Schematic representation of factors affecting self-renewal and differentiation of spermatogonia in mice. Spermatogonia are classified as Asingle (As), Apaired (Apr), and Aaligned (Aal) according to the number of cells contained in a syncytium. In steady-state, a subset of Gfrα1/Nanos2 expressing cells function as stem cells with the ability to self-renew their population. Gfrα1⁺ spermatogonia have the ability to generate cells that lose the expression of Gfrα1 and become Ngn3⁺/Rarγ⁺/Miwi2⁺, which can retain the stem cell potential but mostly become Kit⁺ cells, and therefore are committed to terminal differentiation. In regenerative contexts, Ngn3⁺/Rarγ⁺/Miwi2⁺ can regain Gfrα1 expression contributing to the self-renewing pool.

Figure 8

Schematic representation of ovary development.

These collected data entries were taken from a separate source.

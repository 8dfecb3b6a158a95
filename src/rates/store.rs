//! Key-value store contract behind the rate cache, plus an in-process store.

use std::sync::Arc;
use std::time::{Duration, Instant};

use async_trait::async_trait;
use dashmap::DashMap;
use parking_lot::Mutex;
use thiserror::Error;
use tokio_util::sync::CancellationToken;
use tracing::trace;

use crate::clock::{Clock, SystemClock};

/// Number of entries above which a write also sweeps expired entries.
const SWEEP_THRESHOLD: usize = 1024;

/// Minimum time between two write-triggered sweeps.
const SWEEP_INTERVAL: Duration = Duration::from_secs(1);

/// Errors from a key-value store.
#[derive(Debug, Clone, PartialEq, Eq, Error)]
pub enum StoreError {
    /// The backend could not serve the request.
    #[error("store backend failed: {0}")]
    Backend(String),

    /// The read was cancelled by the caller.
    #[error("store read cancelled")]
    Cancelled,
}

/// A shared string store with absolute per-entry expiry.
///
/// Expiry is the store's job: once `ttl` has passed since a `set_string`,
/// `get_string` for that key returns `None`.
#[async_trait]
pub trait KeyValueStore: Send + Sync {
    /// Read the value stored under `key`, if present and not expired.
    async fn get_string(
        &self,
        key: &str,
        cancel: &CancellationToken,
    ) -> Result<Option<String>, StoreError>;

    /// Store `value` under `key`, expiring `ttl` from now. Overwrites any previous value.
    async fn set_string(&self, key: &str, value: String, ttl: Duration) -> Result<(), StoreError>;
}

#[derive(Debug, Clone)]
struct StoredValue {
    value: String,
    expires_at: Instant,
}

impl StoredValue {
    fn is_live(&self, now: Instant) -> bool {
        now < self.expires_at
    }
}

/// Thread-safe in-process store with lazy expiry.
pub struct MemoryStore {
    entries: DashMap<String, StoredValue>,
    clock: Arc<dyn Clock>,
    next_sweep: Mutex<Instant>,
}

impl MemoryStore {
    /// Create an empty store on the system clock.
    pub fn new() -> Self {
        Self::with_clock(Arc::new(SystemClock))
    }

    /// Create an empty store reading time from `clock`.
    pub fn with_clock(clock: Arc<dyn Clock>) -> Self {
        let next_sweep = Mutex::new(clock.now());
        Self {
            entries: DashMap::new(),
            clock,
            next_sweep,
        }
    }

    /// Number of stored entries, expired ones included until swept.
    pub fn len(&self) -> usize {
        self.entries.len()
    }

    /// Whether the store holds no entries.
    pub fn is_empty(&self) -> bool {
        self.entries.is_empty()
    }

    /// Drop every expired entry.
    pub fn evict_expired(&self) {
        let now = self.clock.now();
        self.entries.retain(|_, entry| entry.is_live(now));
    }
}

impl MemoryStore {
    /// Whether a write may sweep now; at most one sweep per [`SWEEP_INTERVAL`].
    fn claim_sweep(&self) -> bool {
        let now = self.clock.now();
        let mut next_sweep = self.next_sweep.lock();
        if now < *next_sweep {
            return false;
        }
        *next_sweep = now + SWEEP_INTERVAL;
        true
    }
}

impl Default for MemoryStore {
    fn default() -> Self {
        Self::new()
    }
}

#[async_trait]
impl KeyValueStore for MemoryStore {
    async fn get_string(
        &self,
        key: &str,
        cancel: &CancellationToken,
    ) -> Result<Option<String>, StoreError> {
        if cancel.is_cancelled() {
            return Err(StoreError::Cancelled);
        }

        let now = self.clock.now();
        if let Some(entry) = self.entries.get(key) {
            if entry.is_live(now) {
                return Ok(Some(entry.value.clone()));
            }
        }

        // Only remove if still expired; a concurrent writer may have refreshed it.
        if self
            .entries
            .remove_if(key, |_, entry| !entry.is_live(now))
            .is_some()
        {
            trace!(key = key, "Removed expired entry");
        }
        Ok(None)
    }

    async fn set_string(&self, key: &str, value: String, ttl: Duration) -> Result<(), StoreError> {
        if self.entries.len() >= SWEEP_THRESHOLD && self.claim_sweep() {
            self.evict_expired();
        }

        let expires_at = self.clock.now() + ttl;
        self.entries
            .insert(key.to_string(), StoredValue { value, expires_at });
        Ok(())
    }
}

#[cfg(test)]
mod tests {
    use super::*;
    use crate::clock::ManualClock;

    fn store_with_clock() -> (MemoryStore, ManualClock) {
        let clock = ManualClock::new();
        (MemoryStore::with_clock(Arc::new(clock.clone())), clock)
    }

    #[tokio::test]
    async fn test_get_missing_key() {
        let store = MemoryStore::new();
        let value = store.get_string("EUR:GBP", &CancellationToken::new()).await;
        assert_eq!(value, Ok(None));
    }

    #[tokio::test]
    async fn test_set_then_get() {
        let (store, _clock) = store_with_clock();
        let cancel = CancellationToken::new();

        store
            .set_string("EUR:GBP", "0.9".to_string(), Duration::from_secs(60))
            .await
            .unwrap();

        assert_eq!(
            store.get_string("EUR:GBP", &cancel).await,
            Ok(Some("0.9".to_string()))
        );
    }

    #[tokio::test]
    async fn test_entry_expires_at_ttl() {
        let (store, clock) = store_with_clock();
        let cancel = CancellationToken::new();

        store
            .set_string("EUR:GBP", "0.9".to_string(), Duration::from_secs(60))
            .await
            .unwrap();

        clock.advance(Duration::from_secs(59));
        assert!(store.get_string("EUR:GBP", &cancel).await.unwrap().is_some());

        clock.advance(Duration::from_secs(1));
        assert_eq!(store.get_string("EUR:GBP", &cancel).await, Ok(None));
        assert!(store.is_empty());
    }

    #[tokio::test]
    async fn test_overwrite_resets_expiry() {
        let (store, clock) = store_with_clock();
        let cancel = CancellationToken::new();
        let ttl = Duration::from_secs(60);

        store.set_string("k", "1".to_string(), ttl).await.unwrap();
        clock.advance(Duration::from_secs(50));
        store.set_string("k", "2".to_string(), ttl).await.unwrap();
        clock.advance(Duration::from_secs(50));

        assert_eq!(
            store.get_string("k", &cancel).await,
            Ok(Some("2".to_string()))
        );
    }

    #[tokio::test]
    async fn test_cancelled_read() {
        let store = MemoryStore::new();
        let cancel = CancellationToken::new();
        cancel.cancel();

        assert_eq!(
            store.get_string("k", &cancel).await,
            Err(StoreError::Cancelled)
        );
    }

    #[tokio::test]
    async fn test_evict_expired_keeps_live_entries() {
        let (store, clock) = store_with_clock();

        store
            .set_string("short", "1".to_string(), Duration::from_secs(10))
            .await
            .unwrap();
        store
            .set_string("long", "2".to_string(), Duration::from_secs(120))
            .await
            .unwrap();

        clock.advance(Duration::from_secs(30));
        store.evict_expired();

        assert_eq!(store.len(), 1);
        assert_eq!(
            store.get_string("long", &CancellationToken::new()).await,
            Ok(Some("2".to_string()))
        );
    }

    #[tokio::test]
    async fn test_write_sweeps_when_large() {
        let (store, clock) = store_with_clock();

        for i in 0..SWEEP_THRESHOLD {
            store
                .set_string(&format!("k{i}"), "1".to_string(), Duration::from_secs(1))
                .await
                .unwrap();
        }
        clock.advance(Duration::from_secs(2));

        store
            .set_string("fresh", "1".to_string(), Duration::from_secs(60))
            .await
            .unwrap();

        assert_eq!(store.len(), 1);
    }

    #[tokio::test]
    async fn test_write_sweeps_at_most_once_per_interval() {
        let (store, clock) = store_with_clock();
        let short = Duration::from_millis(100);
        let long = Duration::from_secs(60);

        for i in 0..SWEEP_THRESHOLD {
            store.set_string(&format!("a{i}"), "1".to_string(), short).await.unwrap();
        }
        clock.advance(Duration::from_millis(200));
        store.set_string("x", "1".to_string(), long).await.unwrap();
        assert_eq!(store.len(), 1);

        for i in 0..SWEEP_THRESHOLD {
            store.set_string(&format!("b{i}"), "1".to_string(), short).await.unwrap();
        }
        clock.advance(Duration::from_millis(200));
        store.set_string("y", "1".to_string(), long).await.unwrap();
        assert_eq!(store.len(), SWEEP_THRESHOLD + 2);

        clock.advance(SWEEP_INTERVAL);
        store.set_string("z", "1".to_string(), long).await.unwrap();
        assert_eq!(store.len(), 3);
    }
}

Primordial germ cells (PGCs) colonize the gonadal primordium and undergo mitotic division with incomplete cytokinesis producing cysts. Subsequently, germ cell cysts undergo breakdown to produce primordial follicles, consisting of a single oocyte surrounded by pre-granulosa cells. During sexual maturation, primordial follicles develop further eventually becoming potential fertilizable eggs at sexual maturity.

Figure 9

Schematic representation of murine pancreatic development. Multipotential Pancreatic Cells (MPC) (pink) and acinar cells (purple) are located at the tip of the pancreatic epithelium. The trunk contains endocrine/ductal bipotent progenitors (light blue) that migrate out of the epithelium and differentiate to endocrine progenitor cells (orange) which give rise to hormone positive cells (green cells). Endocrine commitment is driven by inhibition of Notch, Wnt, Tgf-β, Hippo, and Bmp signaling pathways.